Benoît revoit plusieurs fois le cardinal. « J’ai toujours été choqué par ses méthodes, par ses allusions, par ses questions d’ordre sexuel. C’était très déstabilisant. » En fin de compte, non seulement il est écarté du diaconat – et donc licencié du séminaire – mais on va lui imputer, à lui l’hétéro, des aventures homosexuelles !

« Barbarin a justifié de mon renvoi en expliquant que j’étais homosexuel, et a déclenché ma décision de produire un recours aux prud’hommes. »

Aujourd’hui, Benoît s’est marié et a monté une entreprise.
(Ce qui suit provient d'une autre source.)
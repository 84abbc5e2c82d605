//! WebSocket upgrade + message loop. Each connection owns one session.
//!
//! The reader applies intents in arrival order and spawns any provider call
//! they owe. A writer task streams every published snapshot plus direct
//! replies (pong, topic, error) back to the client.

use std::sync::Arc;
use axum::{
  extract::{
    ws::{Message, WebSocket},
    State, WebSocketUpgrade,
  },
  response::IntoResponse,
};
use futures::{stream::SplitSink, SinkExt, StreamExt};
use tokio::sync::{mpsc, watch};
use tracing::{debug, error, info, instrument, warn};

use crate::logic::{self, Intent};
use crate::protocol::{ClientWsMessage, ServerWsMessage};
use crate::session::SessionView;
use crate::state::{AppState, SessionHandle};

type Replies = mpsc::UnboundedSender<ServerWsMessage>;

#[instrument(level = "info", skip(ws, state))]
pub async fn ws_upgrade(ws: WebSocketUpgrade, State(state): State<Arc<AppState>>) -> impl IntoResponse {
  info!(target: "codecrafter", "WebSocket upgrade requested");
  ws.on_upgrade(move |socket| handle_ws(socket, state))
}

#[instrument(level = "info", skip(socket, state))]
async fn handle_ws(socket: WebSocket, state: Arc<AppState>) {
  let handle = state.create_session().await;
  info!(target: "codecrafter", id = %handle.id(), "WebSocket connected");

  let (sink, mut stream) = socket.split();
  let (replies, reply_rx) = mpsc::unbounded_channel();
  let writer = tokio::spawn(write_loop(sink, handle.subscribe(), reply_rx));

  while let Some(Ok(msg)) = stream.next().await {
    match msg {
      Message::Text(txt) => match serde_json::from_str::<ClientWsMessage>(&txt) {
        Ok(incoming) => {
          debug!(target: "codecrafter", id = %handle.id(), "WS received: {:?}", &incoming);
          dispatch(incoming, &state, &handle, &replies).await;
        }
        Err(e) => {
          let _ = replies.send(ServerWsMessage::Error { message: format!("Invalid JSON: {}", e) });
        }
      },
      Message::Close(_) => break,
      _ => {}
    }
  }

  writer.abort();
  state.remove_session(handle.id()).await;
  info!(target: "codecrafter", id = %handle.id(), "WebSocket disconnected");
}

async fn dispatch(msg: ClientWsMessage, state: &Arc<AppState>, handle: &Arc<SessionHandle>, replies: &Replies) {
  let intent = match msg {
    ClientWsMessage::Ping => {
      let _ = replies.send(ServerWsMessage::Pong);
      return;
    }
    ClientWsMessage::Snapshot => {
      let _ = replies.send(ServerWsMessage::Session { session: handle.snapshot().await });
      return;
    }
    ClientWsMessage::SuggestTopic { difficulty } => {
      let (state, replies) = (state.clone(), replies.clone());
      tokio::spawn(async move {
        let reply = match logic::suggest_topic(&state, difficulty).await {
          Ok(topic) => ServerWsMessage::Topic { difficulty, topic },
          Err(e) => ServerWsMessage::Error { message: e.to_string() },
        };
        let _ = replies.send(reply);
      });
      return;
    }
    ClientWsMessage::Configure { config } => Intent::Configure(config),
    ClientWsMessage::Restart => Intent::Restart,
    ClientWsMessage::SwitchView { view } => Intent::SwitchView(view),
    ClientWsMessage::UpdateDraft { text } => Intent::UpdateDraft(text),
    ClientWsMessage::Submit => Intent::Submit,
    ClientWsMessage::RevealSolution => Intent::RevealSolution,
    ClientWsMessage::RevealHint => Intent::RevealHint,
  };

  match logic::start(handle, intent).await {
    Ok((_, Some(pending))) => {
      let (state, handle) = (state.clone(), handle.clone());
      tokio::spawn(async move {
        logic::resolve(&state, &handle, pending).await;
      });
    }
    Ok((_, None)) => {}
    Err(e) => {
      let _ = replies.send(ServerWsMessage::Error { message: e.to_string() });
    }
  }
}

async fn write_loop(
  mut sink: SplitSink<WebSocket, Message>,
  mut updates: watch::Receiver<SessionView>,
  mut replies: mpsc::UnboundedReceiver<ServerWsMessage>,
) {
  let first = updates.borrow_and_update().clone();
  if send(&mut sink, &ServerWsMessage::Session { session: first }).await.is_err() {
    return;
  }

  loop {
    let msg = tokio::select! {
      changed = updates.changed() => match changed {
        Ok(()) => ServerWsMessage::Session { session: updates.borrow_and_update().clone() },
        Err(_) => break,
      },
      reply = replies.recv() => match reply {
        Some(m) => m,
        None => break,
      },
    };
    if send(&mut sink, &msg).await.is_err() {
      break;
    }
  }
}

async fn send(sink: &mut SplitSink<WebSocket, Message>, msg: &ServerWsMessage) -> Result<(), axum::Error> {
  let out = match serde_json::to_string(msg) {
    Ok(out) => out,
    Err(e) => {
      warn!(target: "codecrafter", error = %e, "WS serialization error");
      return Ok(());
    }
  };
  sink.send(Message::Text(out)).await.map_err(|e| {
    error!(target: "codecrafter", error = %e, "WS send error");
    e
  })
}
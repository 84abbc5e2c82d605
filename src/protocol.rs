//! Public protocol structs for WebSocket and HTTP endpoints (serde ready).
//! Keep this small and stable to evolve backend and frontend independently.

use serde::{Deserialize, Serialize};

use crate::domain::{ConfigDraft, Difficulty, QuestionType};
use crate::session::SessionView;

/// Messages the client can send over WebSocket.
#[derive(Debug, Deserialize)]
#[serde(tag = "type", rename_all = "snake_case")]
pub enum ClientWsMessage {
    Ping,
    /// Any subset of the selection fields; missing ones keep their value.
    Configure {
        #[serde(flatten)]
        config: ConfigDraft,
    },
    Restart,
    SwitchView {
        view: QuestionType,
    },
    UpdateDraft {
        text: String,
    },
    Submit,
    RevealSolution,
    RevealHint,
    SuggestTopic {
        difficulty: Difficulty,
    },
    Snapshot,
}

/// Messages the server sends back over WebSocket.
#[derive(Debug, Serialize)]
#[serde(tag = "type", rename_all = "snake_case")]
pub enum ServerWsMessage {
    Pong,
    Session {
        session: SessionView,
    },
    Topic {
        difficulty: Difficulty,
        topic: String,
    },
    Error {
        message: String,
    },
}

//
// HTTP request/response DTOs
//

#[derive(Debug, Deserialize)]
pub struct ViewIn {
    pub view: QuestionType,
}

#[derive(Debug, Deserialize)]
pub struct DraftIn {
    pub text: String,
}

#[derive(Debug, Deserialize)]
pub struct TopicQuery {
    pub difficulty: Option<Difficulty>,
}

#[derive(Serialize)]
pub struct TopicOut {
    pub difficulty: Difficulty,
    pub topic: String,
}

#[derive(Serialize)]
pub struct HealthOut {
    pub ok: bool,
    pub provider: String,
    pub sessions: usize,
}

#[derive(Serialize)]
pub struct ErrorOut {
    pub error: String,
    #[serde(skip_serializing_if = "Option::is_none")]
    pub session: Option<SessionView>,
}

#[cfg(test)]
mod tests {
    use super::*;
    use crate::domain::TypePreference;

    #[test]
    fn configure_accepts_partial_fields() {
        let msg: ClientWsMessage =
            serde_json::from_str(r#"{"type":"configure","topic":"Bubble Sort","typePreference":"any"}"#).unwrap();
        match msg {
            ClientWsMessage::Configure { config } => {
                assert_eq!(config.topic.as_deref(), Some("Bubble Sort"));
                assert_eq!(config.type_preference, Some(TypePreference::Either));
                assert_eq!(config.difficulty, None);
            }
            other => panic!("unexpected {other:?}"),
        }
    }

    #[test]
    fn unit_and_struct_variants_parse() {
        let msg: ClientWsMessage = serde_json::from_str(r#"{"type":"submit"}"#).unwrap();
        assert!(matches!(msg, ClientWsMessage::Submit));
        let msg: ClientWsMessage = serde_json::from_str(r#"{"type":"switch_view","view":"conceptual"}"#).unwrap();
        assert!(matches!(msg, ClientWsMessage::SwitchView { view: QuestionType::Conceptual }));
    }

    #[test]
    fn server_messages_are_tagged() {
        let out = serde_json::to_value(ServerWsMessage::Error { message: "nope".into() }).unwrap();
        assert_eq!(out["type"], "error");
        assert_eq!(out["message"], "nope");
    }
}
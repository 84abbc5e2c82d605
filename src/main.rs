//! CodeCrafter · Coding Practice Backend
//!
//! - Axum HTTP + WebSocket API over per-learner challenge sessions
//! - OpenAI integration for questions, grading, hints and solutions
//! - Static SPA fallback (STATIC_DIR/index.html)
//!
//! Important env variables:
//!   PORT                : u16 (default 3000)
//!   OPENAI_API_KEY      : enables OpenAI integration if present
//!   OPENAI_BASE_URL     : default "https://api.openai.com/v1"
//!   OPENAI_FAST_MODEL   : default "gpt-4o-mini" (hints, topic suggestions)
//!   OPENAI_STRONG_MODEL : default "gpt-4o" (questions, grading, solutions)
//!   OPENAI_TIMEOUT_SECS : per-request timeout, default 30
//!   AGENT_CONFIG_PATH   : path to TOML prompt overrides
//!   STATIC_DIR          : frontend bundle directory (default "./static")
//!   SESSION_IDLE_TTL_SECS : drop sessions untouched this long (default 1800)
//!   LOG_LEVEL           : tracing filter, e.g. "debug" or full directives
//!   LOG_FORMAT          : "pretty" (default) or "json"

mod telemetry;
mod util;
mod domain;
mod error;
mod config;
mod providers;
mod session;
mod state;
mod protocol;
mod logic;
mod openai;
mod routes;

use std::{net::SocketAddr, sync::Arc};
use tokio::net::TcpListener;
use tracing::{info, warn};

use crate::routes::build_router;
use crate::state::{session_ttl_from_env, AppState};

#[tokio::main]
async fn main() -> Result<(), Box<dyn std::error::Error>> {
  telemetry::init_tracing();

  // Provider + empty session registry.
  let state = Arc::new(AppState::new());

  // Abandoned HTTP sessions would otherwise live forever.
  let ttl = session_ttl_from_env();
  info!(target: "codecrafter", ttl_secs = ttl.as_secs(), "Idle session sweep enabled");
  tokio::spawn(state.clone().run_idle_sweep(ttl));

  let app = build_router(state.clone());

  let addr: SocketAddr = std::env::var("PORT")
    .ok()
    .and_then(|p| p.parse::<u16>().ok())
    .map(|port| SocketAddr::from(([0, 0, 0, 0], port)))
    .unwrap_or_else(|| SocketAddr::from(([0, 0, 0, 0], 3000)));

  let listener = TcpListener::bind(addr).await?;
  info!(target: "codecrafter", %addr, provider = state.provider.name(), "HTTP server listening");
  axum::serve(listener, app)
    .with_graceful_shutdown(shutdown_signal())
    .await?;
  info!(target: "codecrafter", "Server stopped");
  Ok(())
}

async fn shutdown_signal() {
  if let Err(e) = tokio::signal::ctrl_c().await {
    warn!(target: "codecrafter", error = %e, "Failed to listen for Ctrl-C");
    std::future::pending::<()>().await;
  }
  info!(target: "codecrafter", "Shutdown requested");
}
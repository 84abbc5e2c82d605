//! HTTP endpoint handlers. These are thin wrappers that forward to core logic.
//! Every session endpoint answers with the session snapshot after the action.
//! Provider failures land inside that snapshot, so they still return 200.

use std::sync::Arc;
use axum::{
  body::Bytes,
  extract::{Path, Query, State},
  http::StatusCode,
  response::{IntoResponse, Response},
  Json,
};
use tracing::{info, instrument, warn};

use crate::domain::{ConfigDraft, Difficulty};
use crate::error::{ProviderError, SessionError};
use crate::logic::{self, Intent};
use crate::protocol::*;
use crate::session::SessionView;
use crate::state::{AppState, SessionHandle};

/// Error responses of the HTTP surface.
#[derive(Debug)]
pub enum ApiError {
  UnknownSession(String),
  /// Request body present but unusable.
  InvalidBody { status: StatusCode, message: String },
  Rejected { error: SessionError, session: SessionView },
  Provider(ProviderError),
}

impl IntoResponse for ApiError {
  fn into_response(self) -> Response {
    let (status, body) = match self {
      ApiError::UnknownSession(id) => (
        StatusCode::NOT_FOUND,
        ErrorOut { error: format!("Unknown session '{}'", id), session: None },
      ),
      ApiError::InvalidBody { status, message } => (status, ErrorOut { error: message, session: None }),
      ApiError::Rejected { error, session } => {
        let status = match error {
          SessionError::Validation(_) => StatusCode::UNPROCESSABLE_ENTITY,
          SessionError::Busy(_) => StatusCode::CONFLICT,
          _ => StatusCode::BAD_GATEWAY,
        };
        (status, ErrorOut { error: error.to_string(), session: Some(session) })
      }
      ApiError::Provider(e) => (StatusCode::BAD_GATEWAY, ErrorOut { error: e.to_string(), session: None }),
    };
    (status, Json(body)).into_response()
  }
}

async fn lookup(state: &AppState, id: &str) -> Result<Arc<SessionHandle>, ApiError> {
  state.get_session(id).await.ok_or_else(|| {
    warn!(target: "session", %id, "HTTP request for unknown session");
    ApiError::UnknownSession(id.to_string())
  })
}

async fn run(state: &AppState, id: &str, intent: Intent) -> Result<Json<SessionView>, ApiError> {
  let handle = lookup(state, id).await?;
  match logic::apply(state, &handle, intent).await {
    Ok(view) => Ok(Json(view)),
    Err(error) => Err(ApiError::Rejected { error, session: handle.snapshot().await }),
  }
}

#[instrument(level = "info", skip(state))]
pub async fn http_health(State(state): State<Arc<AppState>>) -> impl IntoResponse {
  let sessions = state.sessions.read().await.len();
  Json(HealthOut { ok: true, provider: state.provider.name().to_string(), sessions })
}

/// Create a session. An optional config body is applied right away.
/// An empty body means no config; a body that does not parse creates nothing.
#[instrument(level = "info", skip(state, body), fields(body_len = body.len()))]
pub async fn http_create_session(
  State(state): State<Arc<AppState>>,
  body: Bytes,
) -> Result<impl IntoResponse, ApiError> {
  let draft = parse_optional_draft(&body)?;
  let handle = state.create_session().await;
  let view = match draft {
    Some(draft) => match logic::apply(&state, &handle, Intent::Configure(draft)).await {
      Ok(view) => view,
      Err(error) => return Err(ApiError::Rejected { error, session: handle.snapshot().await }),
    },
    None => handle.snapshot().await,
  };
  info!(target: "session", id = %handle.id(), phase = ?view.phase, "HTTP session created");
  Ok((StatusCode::CREATED, Json(view)))
}

fn parse_optional_draft(body: &[u8]) -> Result<Option<ConfigDraft>, ApiError> {
  if body.iter().all(u8::is_ascii_whitespace) {
    return Ok(None);
  }
  serde_json::from_slice::<ConfigDraft>(body).map(Some).map_err(|e| {
    let status = match e.classify() {
      serde_json::error::Category::Data => StatusCode::UNPROCESSABLE_ENTITY,
      _ => StatusCode::BAD_REQUEST,
    };
    warn!(target: "codecrafter", error = %e, status = status.as_u16(), "Rejected session config body");
    ApiError::InvalidBody { status, message: format!("Invalid session config: {}", e) }
  })
}

#[instrument(level = "info", skip(state))]
pub async fn http_get_session(
  State(state): State<Arc<AppState>>,
  Path(id): Path<String>,
) -> Result<Json<SessionView>, ApiError> {
  Ok(Json(lookup(&state, &id).await?.snapshot().await))
}

#[instrument(level = "info", skip(state))]
pub async fn http_delete_session(
  State(state): State<Arc<AppState>>,
  Path(id): Path<String>,
) -> Result<StatusCode, ApiError> {
  if state.remove_session(&id).await {
    Ok(StatusCode::NO_CONTENT)
  } else {
    Err(ApiError::UnknownSession(id))
  }
}

#[instrument(level = "info", skip(state, body))]
pub async fn http_put_config(
  State(state): State<Arc<AppState>>,
  Path(id): Path<String>,
  Json(body): Json<ConfigDraft>,
) -> Result<Json<SessionView>, ApiError> {
  run(&state, &id, Intent::Configure(body)).await
}

#[instrument(level = "info", skip(state))]
pub async fn http_restart(
  State(state): State<Arc<AppState>>,
  Path(id): Path<String>,
) -> Result<Json<SessionView>, ApiError> {
  run(&state, &id, Intent::Restart).await
}

#[instrument(level = "info", skip(state, body), fields(view = %body.view))]
pub async fn http_switch_view(
  State(state): State<Arc<AppState>>,
  Path(id): Path<String>,
  Json(body): Json<ViewIn>,
) -> Result<Json<SessionView>, ApiError> {
  run(&state, &id, Intent::SwitchView(body.view)).await
}

#[instrument(level = "debug", skip(state, body), fields(text_len = body.text.len()))]
pub async fn http_put_draft(
  State(state): State<Arc<AppState>>,
  Path(id): Path<String>,
  Json(body): Json<DraftIn>,
) -> Result<Json<SessionView>, ApiError> {
  run(&state, &id, Intent::UpdateDraft(body.text)).await
}

#[instrument(level = "info", skip(state))]
pub async fn http_submit(
  State(state): State<Arc<AppState>>,
  Path(id): Path<String>,
) -> Result<Json<SessionView>, ApiError> {
  run(&state, &id, Intent::Submit).await
}

#[instrument(level = "info", skip(state))]
pub async fn http_reveal_solution(
  State(state): State<Arc<AppState>>,
  Path(id): Path<String>,
) -> Result<Json<SessionView>, ApiError> {
  run(&state, &id, Intent::RevealSolution).await
}

#[instrument(level = "info", skip(state))]
pub async fn http_reveal_hint(
  State(state): State<Arc<AppState>>,
  Path(id): Path<String>,
) -> Result<Json<SessionView>, ApiError> {
  run(&state, &id, Intent::RevealHint).await
}

#[instrument(level = "info", skip(state, q))]
pub async fn http_get_topic(
  State(state): State<Arc<AppState>>,
  Query(q): Query<TopicQuery>,
) -> Result<Json<TopicOut>, ApiError> {
  let difficulty = q.difficulty.unwrap_or(Difficulty::Beginner);
  let topic = logic::suggest_topic(&state, difficulty).await.map_err(ApiError::Provider)?;
  Ok(Json(TopicOut { difficulty, topic }))
}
Romain, choqué par ce qui est -arrivé à son frère, est resté quelque temps diacre, avant de démissionner à son tour sans jamais devenir prêtre. Du point de vue du droit du travail, l’affaire ne sera sans doute jamais jugée, car elle est prescrite. Benoît Quettier, de toute façon, est prêt à tourner la page, mais il attend un geste :

« J’aimerais simplement qu’il me demande pardon pour ce qu’il m’a fait. Non pas publiquement, mais en privé. »

Reste que le comportement du cardinal interroge. « C’était non seulement du harcèlement moral, mais aussi du harcèlement sexuel », souligne Benoît Quettier. Jusqu’où le cardinal est-il allé ? Quettier dément clairement toute agression sexuelle, mais reste traumatisé par le comportement de Philippe Barbarin.

En attendant son procès en appel, le cardinal de presque 70 ans continue à tirer les ficelles. Et, entouré de ses peluches, le pompier pyromane regarde son diocèse brûler.

Frédéric Martel

Making of

Cette enquête a été conduite pour « l’Obs » entre avril et novembre 2019 à Lyon, Toulouse, Blois, Bordeaux, Paris et Rome. Près d’une centaine de personnes ont été interviewées pour cet article, dont 45 cardinaux, évêques, prêtres, anciens prêtres ou diacres. Dans certains cas, des témoignages antérieurs, recueillis durant la préparation du livre de l’auteur « Sodoma » (Robert Laffont, 2019) ont pu être utilisés, notamment certains entretiens avec des cardinaux à Rome. Pour aller plus loin, voir les ouvrages suivants, utilisés pour cet article : Isabelle de Gaulmyn, « Histoire d’un silence » (Le Seuil, 2016) ; Marie-Christine Tabet, « Grâce à Dieu, c’est prescrit » (Robert Laffont, 2017) ; Daphné Gastaldi, Mathieu Martinière, Mathieu Périsse, « Eglise. La mécanique du silence » (JC Lattès, 2017) ; Yann Raison du Cleuziou, « Une Contre-révolution catholique », (Le Seuil, 2019) ; David Gréa, « Une vie nouvelle » (Les Arènes, 2018) ; Jean-Miguel Garrigues, « Par des sentiers resserrés » (Presses de la Renaissance, 2007) ; Henri Tincq, « Philippe Barbarin, au nom de l’Eglise », (« l’Express », 15 décembre 2018).